Stored data entries
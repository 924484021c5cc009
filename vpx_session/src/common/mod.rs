//! Constants and helpers shared across the session modules.

pub mod constants;
pub(crate) mod flags;
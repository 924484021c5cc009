//! Image buffers and pixel-format conversion.

mod buffer;
pub mod converters;
pub mod format;

pub use buffer::{Image, Rect};
pub use format::{ImageFormat, PackedLayout};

◆ What the exercise asks:
Output consists of exactly the lines from the one containing "filename vpx_session/src/common/mod.rs" to the end of the records above, retyped without change and with nothing extra.

◆ Response to this exercise:
filename vpx_session/src/common/mod.rs
//! Constants and helpers shared across the session modules.

pub mod constants;
pub(crate) mod flags;
repository 924484021c5cc009
//! Image buffers and pixel-format conversion.

mod buffer;
pub mod converters;
pub mod format;

pub use buffer::{Image, Rect};
pub use format::{ImageFormat, PackedLayout};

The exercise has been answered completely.